*REQUIREMENT:* Repeat the records below exactly, beginning at the first line and finishing with the line that contains "sentinel value or a".

Records from a dataset:
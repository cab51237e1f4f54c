//! Kernel-wide error type.
//!
//! Every fallible kernel-internal operation (PAGE, SLAB/KMALLOC, MMU, syscall
//! dispatch) returns `Result<_, KernelError>` instead of a sentinel value or a
//! panic. The variants are exactly the negative error codes the syscall ABI
//! returns to user space, plus `OutOfMemory` for the PAGE/SLAB exhaustion path.

use core::fmt;

#[derive(Debug, Clone, Copy, PartialEq, Eq)]
#[repr(i32)]
pub enum KernelError {
    PermissionDenied = 1,
    BadFileDescriptor = 2,
    AddressNotAvailable = 3,
    AddressInUse = 4,
    NotSupported = 5,
    InvalidArgument = 6,
    NoSuchDevice = 7,
    NoSuchEntry = 8,
    NameTooLong = 9,
    NotADirectory = 10,
    Busy = 11,
    OutOfMemory = 12,
}

impl fmt::Display for KernelError {
    fn fmt(&self, f: &mut fmt::Formatter<'_>) -> fmt::Result {
        let s = match self {
            KernelError::PermissionDenied => "permission denied",
            KernelError::BadFileDescriptor => "bad file descriptor",
            KernelError::AddressNotAvailable => "address not available",
            KernelError::AddressInUse => "address in use",
            KernelError::NotSupported => "not supported",
            KernelError::InvalidArgument => "invalid argument",
            KernelError::NoSuchDevice => "no such device",
            KernelError::NoSuchEntry => "no such entry",
            KernelError::NameTooLong => "name too long",
            KernelError::NotADirectory => "not a directory",
            KernelError::Busy => "busy",
            KernelError::OutOfMemory => "out of memory",
        };
        f.write_str(s)
    }
}

/// Converts a `KernelError` into the raw negative-int value returned across
/// the syscall ABI boundary: error codes are small positive ints returned
/// negative.
impl From<KernelError> for isize {
    fn from(e: KernelError) -> Self {
        -(e as isize)
    }
}

pub type KResult<T> = Result<T, KernelError>;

*YOUR RESPONSE:*
repository cab51237e1f4f54c
//! Kernel-wide error type.
//!
//! Every fallible kernel-internal operation (PAGE, SLAB/KMALLOC, MMU, syscall
//! dispatch) returns `Result<_, KernelError>` instead of a sentinel value or a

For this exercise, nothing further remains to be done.